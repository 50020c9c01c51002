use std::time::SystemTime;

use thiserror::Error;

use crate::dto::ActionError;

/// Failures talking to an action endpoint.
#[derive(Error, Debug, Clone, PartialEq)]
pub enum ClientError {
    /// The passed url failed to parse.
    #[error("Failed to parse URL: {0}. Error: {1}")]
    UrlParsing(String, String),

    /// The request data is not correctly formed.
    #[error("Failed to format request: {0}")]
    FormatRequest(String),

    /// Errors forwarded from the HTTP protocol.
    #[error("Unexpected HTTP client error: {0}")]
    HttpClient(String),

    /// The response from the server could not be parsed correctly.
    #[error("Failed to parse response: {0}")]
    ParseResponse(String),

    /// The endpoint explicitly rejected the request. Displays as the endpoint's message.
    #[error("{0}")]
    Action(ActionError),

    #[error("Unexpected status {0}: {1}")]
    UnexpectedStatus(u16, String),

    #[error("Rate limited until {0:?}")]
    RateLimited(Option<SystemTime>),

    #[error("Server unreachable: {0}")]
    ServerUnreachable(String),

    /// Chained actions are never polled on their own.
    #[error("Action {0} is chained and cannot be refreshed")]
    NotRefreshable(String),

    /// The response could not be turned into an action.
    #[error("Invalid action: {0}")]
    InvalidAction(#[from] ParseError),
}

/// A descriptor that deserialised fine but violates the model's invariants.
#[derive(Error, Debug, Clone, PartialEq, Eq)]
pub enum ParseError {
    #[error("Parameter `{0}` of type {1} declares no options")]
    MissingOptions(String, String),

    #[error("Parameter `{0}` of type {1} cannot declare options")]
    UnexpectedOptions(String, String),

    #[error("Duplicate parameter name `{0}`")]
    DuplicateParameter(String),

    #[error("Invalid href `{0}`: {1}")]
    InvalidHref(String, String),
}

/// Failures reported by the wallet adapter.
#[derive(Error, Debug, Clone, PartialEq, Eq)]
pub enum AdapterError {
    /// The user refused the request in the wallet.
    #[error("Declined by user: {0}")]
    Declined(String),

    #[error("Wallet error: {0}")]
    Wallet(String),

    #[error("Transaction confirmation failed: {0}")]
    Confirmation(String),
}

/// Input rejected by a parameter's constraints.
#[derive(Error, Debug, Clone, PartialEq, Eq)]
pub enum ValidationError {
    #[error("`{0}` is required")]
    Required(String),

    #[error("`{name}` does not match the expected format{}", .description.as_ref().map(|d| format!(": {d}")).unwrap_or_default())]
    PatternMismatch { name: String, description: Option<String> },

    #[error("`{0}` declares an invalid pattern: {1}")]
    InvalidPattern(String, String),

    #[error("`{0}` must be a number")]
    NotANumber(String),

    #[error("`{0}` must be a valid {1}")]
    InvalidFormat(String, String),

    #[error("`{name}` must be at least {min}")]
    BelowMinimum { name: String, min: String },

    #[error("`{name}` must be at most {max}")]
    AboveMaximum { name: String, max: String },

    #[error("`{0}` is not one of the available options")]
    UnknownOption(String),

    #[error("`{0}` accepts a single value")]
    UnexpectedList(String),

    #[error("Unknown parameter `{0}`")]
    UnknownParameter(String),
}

__ASSIGNMENT__
Take the data above and reproduce it exactly.

__WRITTEN ANSWER__
repository 50020c9c01c51002
use std::time::SystemTime;

use thiserror::Error;

use crate::dto::ActionError;

/// Failures talking to an action endpoint.
#[derive(Error, Debug, Clone, PartialEq)]
pub enum ClientError {
    /// The passed url failed to parse.
    #[error("Failed to parse URL: {0}. Error: {1}")]
    UrlParsing(String, String),

    /// The request data is not correctly formed.
    #[error("Failed to format request: {0}")]
    FormatRequest(String),

    /// Errors forwarded from the HTTP protocol.
    #[error("Unexpected HTTP client error: {0}")]
    HttpClient(String),

    /// The response from the server could not be parsed correctly.
    #[error("Failed to parse response: {0}")]
    ParseResponse(String),

    /// The endpoint explicitly rejected the request. Displays as the endpoint's message.
    #[error("{0}")]
    Action(ActionError),

    #[error("Unexpected status {0}: {1}")]
    UnexpectedStatus(u16, String),

    #[error("Rate limited until {0:?}")]
    RateLimited(Option<SystemTime>),

    #[error("Server unreachable: {0}")]
    ServerUnreachable(String),

    /// Chained actions are never polled on their own.
    #[error("Action {0} is chained and cannot be refreshed")]
    NotRefreshable(String),

    /// The response could not be turned into an action.
    #[error("Invalid action: {0}")]
    InvalidAction(#[from] ParseError),
}

/// A descriptor that deserialised fine but violates the model's invariants.
#[derive(Error, Debug, Clone, PartialEq, Eq)]
pub enum ParseError {
    #[error("Parameter `{0}` of type {1} declares no options")]
    MissingOptions(String, String),

    #[error("Parameter `{0}` of type {1} cannot declare options")]
    UnexpectedOptions(String, String),

    #[error("Duplicate parameter name `{0}`")]
    DuplicateParameter(String),

    #[error("Invalid href `{0}`: {1}")]
    InvalidHref(String, String),
}

/// Failures reported by the wallet adapter.
#[derive(Error, Debug, Clone, PartialEq, Eq)]
pub enum AdapterError {
    /// The user refused the request in the wallet.
    #[error("Declined by user: {0}")]
    Declined(String),

    #[error("Wallet error: {0}")]
    Wallet(String),

    #[error("Transaction confirmation failed: {0}")]
    Confirmation(String),
}

/// Input rejected by a parameter's constraints.
#[derive(Error, Debug, Clone, PartialEq, Eq)]
pub enum ValidationError {
    #[error("`{0}` is required")]
    Required(String),

    #[error("`{name}` does not match the expected format{}", .description.as_ref().map(|d| format!(": {d}")).unwrap_or_default())]
    PatternMismatch { name: String, description: Option<String> },

    #[error("`{0}` declares an invalid pattern: {1}")]
    InvalidPattern(String, String),

    #[error("`{0}` must be a number")]
    NotANumber(String),

    #[error("`{0}` must be a valid {1}")]
    InvalidFormat(String, String),

    #[error("`{name}` must be at least {min}")]
    BelowMinimum { name: String, min: String },

    #[error("`{name}` must be at most {max}")]
    AboveMaximum { name: String, max: String },

    #[error("`{0}` is not one of the available options")]
    UnknownOption(String),

    #[error("`{0}` accepts a single value")]
    UnexpectedList(String),

    #[error("Unknown parameter `{0}`")]
    UnknownParameter(String),
}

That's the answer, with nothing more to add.